=== Begin Enclosure ===

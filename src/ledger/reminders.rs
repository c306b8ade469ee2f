//! Due-date reminder computation. Scheduling itself belongs to a notifier.

use chrono::{Days, NaiveDateTime, NaiveTime};
use serde::{Deserialize, Serialize};
use uuid::Uuid;

use super::dates::days_label;
use crate::domain::Transaction;
use crate::errors::ValidationError;

pub const MAX_DAYS_BEFORE: u32 = 30;

#[derive(Debug, Clone, Copy, Serialize, Deserialize, PartialEq, Eq)]
pub struct NotificationSettings {
    pub enabled: bool,
    pub days_before: u32,
    #[serde(with = "hhmm")]
    pub time: NaiveTime,
}

impl Default for NotificationSettings {
    fn default() -> Self {
        Self {
            enabled: true,
            days_before: 1,
            time: NaiveTime::from_hms_opt(9, 0, 0).unwrap_or(NaiveTime::MIN),
        }
    }
}

impl NotificationSettings {
    pub fn validate(&self) -> Result<(), ValidationError> {
        if self.days_before > MAX_DAYS_BEFORE {
            return Err(ValidationError::InvalidSetting(format!(
                "reminders can be at most {MAX_DAYS_BEFORE} days before the due date"
            )));
        }
        Ok(())
    }
}

/// Parses a `HH:MM` reminder time.
pub fn parse_time(input: &str) -> Result<NaiveTime, ValidationError> {
    NaiveTime::parse_from_str(input.trim(), hhmm::FORMAT)
        .map_err(|_| ValidationError::InvalidSetting(format!("`{input}` is not a HH:MM time")))
}

#[derive(Debug, Clone, PartialEq, Eq)]
pub struct Reminder {
    pub transaction_id: Uuid,
    pub fire_at: NaiveDateTime,
    pub message: String,
}

/// Reminder for a pending transaction, fired `days_before` days ahead of the
/// due date at the configured time. `None` when disabled, settled, or when the
/// fire time is not in the future.
pub fn reminder_for(
    transaction: &Transaction,
    settings: &NotificationSettings,
    now: NaiveDateTime,
) -> Option<Reminder> {
    if !settings.enabled || !transaction.is_pending() {
        return None;
    }
    let fire_day = transaction
        .due_date
        .checked_sub_days(Days::new(u64::from(settings.days_before)))?;
    let fire_at = fire_day.and_time(settings.time);
    if fire_at <= now {
        return None;
    }
    let message = if settings.days_before == 0 {
        format!("{} is due today", transaction.description)
    } else {
        format!(
            "{} is due in {}",
            transaction.description,
            days_label(i64::from(settings.days_before))
        )
    };
    Some(Reminder {
        transaction_id: transaction.id,
        fire_at,
        message,
    })
}

mod hhmm {
    use chrono::NaiveTime;
    use serde::{Deserialize, Deserializer, Serializer};

    pub const FORMAT: &str = "%H:%M";

    pub fn serialize<S: Serializer>(time: &NaiveTime, serializer: S) -> Result<S::Ok, S::Error> {
        serializer.serialize_str(&time.format(FORMAT).to_string())
    }

    pub fn deserialize<'de, D: Deserializer<'de>>(deserializer: D) -> Result<NaiveTime, D::Error> {
        let raw = String::deserialize(deserializer)?;
        NaiveTime::parse_from_str(&raw, FORMAT).map_err(serde::de::Error::custom)
    }
}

=== End Enclosure ===

In the entries above, count each line that includes "derive" and report the total with no other text.

2